Room 33 will be learning about Vel R Phillips & Father Groppi in tomorrow’s lesson https://t.co/A6TyjxcqVV— Joe Menting (@jmenting608) June 2, 2020
For Ward, comparing videos and photos of the protests in the 1960s to today’s marches has also meant understanding that in some ways, very little has changed.
“The difference is, one is in black and white, one is in color,” he said.
Like many of his peers, he turned to social media to share some of what he learned. He’s posted lists of the names of people killed by police to his Instagram and Snapchat stories, as well as graphics showing the disparities in how people of different races are treated by the justice system.
Though he hasn’t participated in any protests yet, Ward said he plans to.
“I would love to be there,” he said. “I would love to show my support over the whole movement.”
Many older students have filled out the crowd in protests across the Milwaukee area, raising their voices against police killings.
Chanese Knox, a recent graduate of Greendale High School in the Milwaukee suburbs, participated in a June 3 march at the Islamic Society of Milwaukee that was itself organized by two teenagers and former Milwaukee Public Schools students. It was Knox’s second march, and the lead-up to an even more hands-on approach — the 17-year-old organized her own march at her high school for later that week.
“I’m hoping that the world will see that this is not going to stop, and we demand justice,” she said.
Teachers were also talking about the protests, and their context, with younger students in Madison, the other epicenter of Wisconsin protests in the aftermath of Floyd’s death.
Elizabeth O’Leary is a special education teacher for second-graders at Frank Allis Elementary.
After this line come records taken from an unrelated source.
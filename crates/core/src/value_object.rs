//! Value objects: equality by value, not identity.

use serde::{Deserialize, Serialize};

use crate::error::{DomainError, DomainResult};

const MAX_EMAIL_LEN: usize = 254;
const MAX_LOCAL_LEN: usize = 64;

/// A syntactically valid, normalised (trimmed, lowercased) email address.
///
/// Normalisation is what makes the address usable as a uniqueness key:
/// `Ada@Example.COM` and `ada@example.com` are the same subscriber.
#[derive(Debug, Clone, PartialEq, Eq, Hash, PartialOrd, Ord, Serialize, Deserialize)]
#[serde(try_from = "String", into = "String")]
pub struct EmailAddress(String);

impl EmailAddress {
    /// Parse and normalise an address of the shape `local@domain.tld`.
    pub fn parse(raw: &str) -> DomainResult<Self> {
        let normalised = raw.trim().to_lowercase();
        if normalised.is_empty() {
            return Err(DomainError::invalid_email("email is empty"));
        }
        if normalised.len() > MAX_EMAIL_LEN {
            return Err(DomainError::invalid_email(format!("email longer than {MAX_EMAIL_LEN} bytes")));
        }
        if normalised.chars().any(|c| c.is_whitespace() || c.is_control()) {
            return Err(DomainError::invalid_email("email contains whitespace"));
        }

        let (local, domain) = normalised
            .split_once('@')
            .ok_or_else(|| DomainError::invalid_email("email is missing '@'"))?;
        if domain.contains('@') {
            return Err(DomainError::invalid_email("email contains more than one '@'"));
        }
        if local.is_empty() || local.len() > MAX_LOCAL_LEN {
            return Err(DomainError::invalid_email("email local part has an invalid length"));
        }
        if local.starts_with('.') || local.ends_with('.') || local.contains("..") {
            return Err(DomainError::invalid_email("email local part has misplaced dots"));
        }

        let labels: Vec<&str> = domain.split('.').collect();
        if labels.len() < 2 {
            return Err(DomainError::invalid_email("email domain has no top-level domain"));
        }
        for label in &labels {
            if label.is_empty()
                || label.starts_with('-')
                || label.ends_with('-')
                || !label.chars().all(|c| c.is_alphanumeric() || c == '-')
            {
                return Err(DomainError::invalid_email(format!("email domain label '{label}' is invalid")));
            }
        }
        if labels.last().map_or(true, |tld| tld.chars().count() < 2) {
            return Err(DomainError::invalid_email("email top-level domain is too short"));
        }

        Ok(Self(normalised))
    }

    pub fn as_str(&self) -> &str {
        &self.0
    }

    pub fn domain(&self) -> &str {
        self.0.split_once('@').map_or("", |(_, d)| d)
    }
}

impl core::fmt::Display for EmailAddress {
    fn fmt(&self, f: &mut core::fmt::Formatter<'_>) -> core::fmt::Result {
        f.write_str(&self.0)
    }
}

impl TryFrom<String> for EmailAddress {
    type Error = DomainError;

    fn try_from(value: String) -> Result<Self, Self::Error> {
        Self::parse(&value)
    }
}

impl From<EmailAddress> for String {
    fn from(value: EmailAddress) -> Self {
        value.0
    }
}

impl AsRef<str> for EmailAddress {
    fn as_ref(&self) -> &str {
        &self.0
    }
}
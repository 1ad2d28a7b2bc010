use std::sync::Arc;

use axum::{Json, body::Bytes, extract::Extension, http::StatusCode, response::IntoResponse};
use serde_json::json;

use investi_infra::intake_service::ActionFailure;
use investi_intake::WaitlistSubmission;

use crate::app::{dto, errors, services::AppServices};

/// `POST /api/waitlist` with `{ "email": "..." }`.
pub async fn join(Extension(services): Extension<Arc<AppServices>>, body: Bytes) -> axum::response::Response {
    let Some(email) = dto::waitlist_email(&body) else {
        return errors::json_error(StatusCode::BAD_REQUEST, "Invalid email");
    };

    let result = services
        .intake
        .join_waitlist(WaitlistSubmission { email: Some(email) })
        .await;

    match result.failure {
        None => (StatusCode::OK, Json(json!({ "success": true }))).into_response(),
        Some(ActionFailure::Invalid) => errors::json_error(StatusCode::BAD_REQUEST, "Invalid email"),
        Some(ActionFailure::Duplicate) => {
            errors::json_error(StatusCode::CONFLICT, "Email already registered")
        }
        Some(ActionFailure::Store) => {
            errors::json_error(StatusCode::INTERNAL_SERVER_ERROR, "Server error")
        }
    }
}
She said when they started talking to students about the protests, it helped to have already gotten the ball rolling about civil rights and racism during February’s Black Lives Matter Week of Action. Each day, they covered a different topic using age-appropriate lessons guided by the national organization, including how to be queer-affirming when talking about Black Lives Matter and the history of black communities.
“It does seem intimidating to talk about this with second-graders, but at the same time, if we don’t start talking about it at a young age, then those biases and the systemic racism we know is a part of education, those are going to take hold instead of the anti-racist work that we’re trying to do,” said O’Leary.
They also talked about famous figures from the civil rights movement throughout the year, like Ruby Bridges, who desegregated an all-white New Orleans school when she was around the students’ age.
“I think we’ve built this knowledge throughout the year,” she said, “and because we were able to do that, we’ve been able to send a message now of our support for our black community, and the black community throughout our country and in Madison, too.”
Still, O’Leary acknowledges a fault in her own school that’s reflected in the rest of the state’s schools.
“We are a staff of mostly white women,” she said.
In Milwaukee, where the majority of students are students of color, only 4 percent of teachers are black or Latino. Outside of Milwaukee Public Schools, it’s 2 percent of teachers, compared to 16 percent of students. That means in many cases, the teachers talking to their students about the country’s history of and current struggles with racism haven’t experienced it as directly as many of their students.
“I’ve been doing more listening, because that’s what’s important,” said O’Leary. “We need to lift our black voices, and then I need to be standing next to them or behind them, supporting them in any way I can.”